YERKÜRE ısınıyor, iklimler rotayı şaşırdı, ekolojik dengenin dengesi bozuldu. Acaba küresel iklim değişikliği diye korku mu yaratılıyor? Bunun arkasında ekonomik, siyasi veya aklımızın ermediği başka nedenler olabilir mi? Türkiye Ormancılar Derneği Batı Akdeniz Şube Yönetim Kurulu Başkanı Prof. Tuncay Neyişçi, Ekspres'e yaptığı uyarı niteliğindeki açıklamalarında tam da bu kaygılarından söz ediyor. Ve 'Küresel iklim değişikliği diye öyle bir korku yaratıldı ki; bu alan kutsal bir alan üzerine dönüştü. Bilim adamları bile aksini savunamıyor' diyor. Açıklamalarında dünyadan örnekler vererek, orman alanlarının kentlerin içerisine getirildiğinin altını çizen Tuncay Neyişçi, Türkiye'de hemen hiçbir kentin 'ağaçlandırma planı' olmadığına da dikkat çekerek 'Kentlerimizin imar planları gibi, bitkilendirme planlarının da olması gerekir' diyor. Başkan Neyişçi ile söyleşiye başlarken, işte ilk sorum.

Dünyanın tepesi mi attı hocam?

'Dünyanın tepesi ilk kez atmıyor. Maya Medeniyeti'ne hatta ondan öncesine dayanır. 5 bin yıl öncesinden Asurlularda bir tablet bulunuyor. Çivi yazısı ile yazılmış tercümede 'Bugünlerde her şey kötüye gidiyor. Bu gidişle dünyanın sonu yakın' deniliyor. Yani demem o ki, yaşanan olumsuzluklar yeni bir olay değil. Önce şunu söylemeliyim, iklim değişikliği ve küresel ölçekli bir duyarlılık taratılıyor. Ve de özellikle bu, korku temelli ise, bunun arkasında ekonomik, siyasi veya başka nedenler bulunuyor demektir. Küresel iklim değişikliği diye öyle bir korku yaratıldı ki bu alan kutsal bir alan üzerine dönüştü ve bilim adamları bile aksini savunamıyorlar. Tüm doğal olaylar, belirli aralıklarla tekrar ederler kırkikindi rüzgarları gibi'.

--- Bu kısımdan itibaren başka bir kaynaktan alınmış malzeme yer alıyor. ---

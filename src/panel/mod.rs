//! Physical panel boundary.
//!
//! Everything the core needs from the hardware side lives here: the button
//! enumeration reported at startup, the [`ButtonRegistry`] built from it, the
//! [`PanelDevice`] sink for LEDs/backlight/beep/volume, and a console
//! [`simulator`] that stands in for the edge source when no hardware is
//! attached.
//!
//! ```text
//! device enumeration ──► ButtonRegistry ──► ButtonController
//! device edges ───────► HubEvent::ButtonEdge / VolumeButton / VolumeLevel
//! ButtonController ───► PanelDevice::set_led
//! Hub ────────────────► PanelDevice::set_backlight / set_beep / set_volume
//! ```

pub mod device;
pub mod registry;
pub mod simulator;

use serde::{Deserialize, Serialize};

pub use device::{PanelDevice, VirtualPanel};
pub use registry::{Button, ButtonRegistry};

/// Numeric button identifier reported by the device.
pub type ButtonId = u32;

/// Interlock group identifier. `0` means "no group".
pub type GroupId = u32;

/// What a physical button is wired to.
#[derive(Debug, Clone, Copy, Default, PartialEq, Eq, Serialize, Deserialize)]
#[serde(rename_all = "snake_case")]
pub enum ButtonRole {
    /// Ordinary programmable button with LED feedback.
    #[default]
    Button,
    /// Hardware volume-up key, handled outside the controller.
    VolumeUp,
    /// Hardware volume-down key, handled outside the controller.
    VolumeDown,
}

impl ButtonRole {
    /// Returns `true` for the reserved volume keys.
    pub fn is_volume(self) -> bool {
        matches!(self, Self::VolumeUp | Self::VolumeDown)
    }
}

/// One entry of the device's startup button enumeration.
#[derive(Debug, Clone, PartialEq, Eq, Serialize, Deserialize)]
pub struct DeviceButton {
    /// Device-assigned button number.
    pub id: ButtonId,
    /// Stable display name.
    pub name: String,
    /// Wiring role.
    #[serde(default)]
    pub role: ButtonRole,
}

impl DeviceButton {
    /// Ordinary programmable button.
    pub fn new(id: ButtonId, name: impl Into<String>) -> Self {
        Self {
            id,
            name: name.into(),
            role: ButtonRole::Button,
        }
    }

    /// Button with an explicit role.
    pub fn with_role(id: ButtonId, name: impl Into<String>, role: ButtonRole) -> Self {
        Self {
            id,
            name: name.into(),
            role,
        }
    }
}

/// Direction of a hardware volume key.
#[derive(Debug, Clone, Copy, PartialEq, Eq)]
pub enum VolumeDirection {
    /// Volume up.
    Up,
    /// Volume down.
    Down,
}

impl VolumeDirection {
    /// Apply one step in this direction, saturating at the device range.
    pub fn apply(self, level: u16, step: u16) -> u16 {
        match self {
            Self::Up => level.saturating_add(step),
            Self::Down => level.saturating_sub(step),
        }
    }
}
//! Per-user mutable engine state and rate-limit window reconciliation
//!
//! One [`EngineState`] record exists per (user, engine instance). Gates read
//! a reconciled view of the counters; only the decision applier mutates and
//! persists them.

pub mod store;

pub use store::{EngineStateStore, StateStoreError, StateStoreResult};

use chrono::{DateTime, Datelike, Duration, Utc};
use serde::{Deserialize, Serialize};

/// Which of the two concrete engines a state record belongs to.
///
/// The behavioral engine gates micro-interventions, the upgrade engine
/// gates commercial prompts. Each keeps fully independent per-user state.
#[derive(Debug, Clone, Copy, PartialEq, Eq, Hash, Serialize, Deserialize)]
#[serde(rename_all = "snake_case")]
pub enum EngineKind {
    Behavioral,
    Upgrade,
}

impl std::fmt::Display for EngineKind {
    fn fmt(&self, f: &mut std::fmt::Formatter<'_>) -> std::fmt::Result {
        match self {
            Self::Behavioral => write!(f, "behavioral"),
            Self::Upgrade => write!(f, "upgrade"),
        }
    }
}

/// Reset semantics for a rate-limit window.
///
/// The two concrete engines historically disagreed on this (calendar-day
/// boundary vs rolling window), so the policy is a configuration choice
/// per window rather than a single hardcoded rule.
#[derive(Debug, Clone, Copy, PartialEq, Eq, Serialize, Deserialize)]
#[serde(rename_all = "snake_case")]
pub enum WindowPolicy {
    /// Window expires when the UTC calendar unit changes (new day for the
    /// daily window, new ISO week for the weekly window).
    CalendarUtc,
    /// Window expires once a full unit (24h / 7d) has elapsed since the
    /// marker timestamp.
    Rolling,
}

impl WindowPolicy {
    /// Whether a daily window anchored at `marker` is stale at `now`.
    pub fn daily_expired(self, marker: DateTime<Utc>, now: DateTime<Utc>) -> bool {
        match self {
            Self::CalendarUtc => now.date_naive() != marker.date_naive(),
            Self::Rolling => now - marker >= Duration::hours(24),
        }
    }

    /// Whether a weekly window anchored at `marker` is stale at `now`.
    pub fn weekly_expired(self, marker: DateTime<Utc>, now: DateTime<Utc>) -> bool {
        match self {
            Self::CalendarUtc => {
                let (a, b) = (now.iso_week(), marker.iso_week());
                (a.year(), a.week()) != (b.year(), b.week())
            }
            Self::Rolling => now - marker >= Duration::days(7),
        }
    }
}

/// Mutable per-user engine state.
///
/// Counters are only meaningful relative to their window markers; read
/// paths must go through [`EngineState::effective_daily_count`] /
/// [`EngineState::effective_weekly_count`] so a stale window reads as zero
/// without mutating anything.
#[derive(Debug, Clone, PartialEq, Serialize, Deserialize)]
pub struct EngineState {
    /// When this user signed up (drives the minimum-account-age gate).
    pub signup_at: DateTime<Utc>,
    /// Last time an intervention was shown.
    pub last_shown_at: Option<DateTime<Utc>>,
    /// Last time the user dismissed an intervention.
    pub last_dismissed_at: Option<DateTime<Utc>>,
    /// Lifetime dismiss count (monotonic, never reset).
    pub dismiss_count: u32,
    /// Lifetime engagement count (taps/accepts; monotonic).
    pub engage_count: u32,
    /// Shows counted inside the current daily window.
    pub daily_count: u32,
    /// Anchor of the current daily window.
    pub daily_marker: Option<DateTime<Utc>>,
    /// Shows counted inside the current weekly window.
    pub weekly_count: u32,
    /// Anchor of the current weekly window.
    pub weekly_marker: Option<DateTime<Utc>>,
    /// All evaluations blocked until this instant, if set.
    pub silence_until: Option<DateTime<Utc>>,
    /// Set once the lifetime dismiss ceiling is reached; never unset
    /// except by an explicit data reset.
    pub permanently_silenced: bool,
    /// Content kind delivered on the last allow, for alternation.
    pub last_content_kind: Option<String>,
}

impl EngineState {
    /// Fresh state for a user who signed up at `signup_at`.
    pub fn new(signup_at: DateTime<Utc>) -> Self {
        Self {
            signup_at,
            last_shown_at: None,
            last_dismissed_at: None,
            dismiss_count: 0,
            engage_count: 0,
            daily_count: 0,
            daily_marker: None,
            weekly_count: 0,
            weekly_marker: None,
            silence_until: None,
            permanently_silenced: false,
            last_content_kind: None,
        }
    }

    /// Daily count as the gates should see it at `now`: zero when the
    /// window marker is missing or stale. Read-only.
    pub fn effective_daily_count(&self, now: DateTime<Utc>, policy: WindowPolicy) -> u32 {
        match self.daily_marker {
            Some(marker) if !policy.daily_expired(marker, now) => self.daily_count,
            _ => 0,
        }
    }

    /// Weekly count as the gates should see it at `now`. Read-only.
    pub fn effective_weekly_count(&self, now: DateTime<Utc>, policy: WindowPolicy) -> u32 {
        match self.weekly_marker {
            Some(marker) if !policy.weekly_expired(marker, now) => self.weekly_count,
            _ => 0,
        }
    }

    /// Reset-and-persist half of reconciliation: roll a stale daily window
    /// forward so the next increment lands in a fresh window. Called only
    /// from the decision applier.
    pub fn roll_daily_window(&mut self, now: DateTime<Utc>, policy: WindowPolicy) {
        let stale = match self.daily_marker {
            Some(marker) => policy.daily_expired(marker, now),
            None => true,
        };
        if stale {
            self.daily_count = 0;
            self.daily_marker = Some(now);
        }
    }

    /// Roll a stale weekly window forward. Called only from the applier.
    pub fn roll_weekly_window(&mut self, now: DateTime<Utc>, policy: WindowPolicy) {
        let stale = match self.weekly_marker {
            Some(marker) => policy.weekly_expired(marker, now),
            None => true,
        };
        if stale {
            self.weekly_count = 0;
            self.weekly_marker = Some(now);
        }
    }

    /// Whether the most recent terminal event for this user was a
    /// dismissal (selects the longer cooldown).
    pub fn last_event_was_dismissal(&self) -> bool {
        match (self.last_dismissed_at, self.last_shown_at) {
            (Some(dismissed), Some(shown)) => dismissed >= shown,
            (Some(_), None) => true,
            _ => false,
        }
    }

    /// One-line summary for logging.
    pub fn summary(&self) -> String {
        format!(
            "daily={} weekly={} dismissals={} engaged={} silenced={}",
            self.daily_count,
            self.weekly_count,
            self.dismiss_count,
            self.engage_count,
            self.permanently_silenced,
        )
    }
}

Küresel iklim değişikliğinin temel nedeni?

'Dünyadaki bilim adamları veya bilimsel kurullar diyor ki, 'Bu küresel iklim değişikliğinin temel nedeni, atmosferdeki karbon dioksit miktarının yükselmesidir. Yine başka Bilimsel Kurullar da, bugüne kadar yaşanan en sıcak on yılın, atmosferdeki karbon dioksit miktarı ile ilgili değil doğrudan, güneşten dünyaya gelen enerji patlaması ile ilgili olduğunu söylüyor. Küresel iklim değişikliği de dahil, çevre veya ekoloji konuları romantik konular değildir. Bunlar sapına kadar politik ve ekonomik konulardır. Ekoloji ve çevre araç olarak kullanılır.'

Peki diğer önemli nedenler?

'İklim değişikliği ile ilgili olarak, eğer dünya nüfusu bugün için 7 milyarı aşmış ise ve bu insanların yarısından fazlası kentlerde yaşıyor ise bunun ekolojik, sosyolojik, kültürel, ekonomik bir çok sonuçları olacaktır olumlu veya olumsuz. Öncelikle bu kadar insanın yaşaması veya barınması için elbette alana ihtiyacı var. Peki bu alan nereden gelecek. İşte geldik yok olan ormanlık alanlara. Ama Birleşmiş Milletler raporlarına ve Türkiye'deki Orman Su İşleri Bakanlığı iddialarına göre, dünyadaki ve Türkiye'deki ormanlık alanların arttığı yönünde. Üstüne üstlük bugünkü koşullar altında pek çok gelişmiş ülkelerde kentler ormana dönüştürülüyor. Özellikle gökdelenlerin dış yüzeyleri, bitki ile kaplanıyor ve yeşile dönüştürülüyor. Böyle bir yaklaşım hızla gelişirken, ülkemizde tüm gökdelenler cam betonla kaplı. Söz konusu bu durum da kentlerin daha sıcak olmasına yol açarak şiddetli ısı adaları oluşturuyor. Bu konuda bilimsel terim, Küresel İklim Değişikliğidir. Ve akademik bir kavramdır'.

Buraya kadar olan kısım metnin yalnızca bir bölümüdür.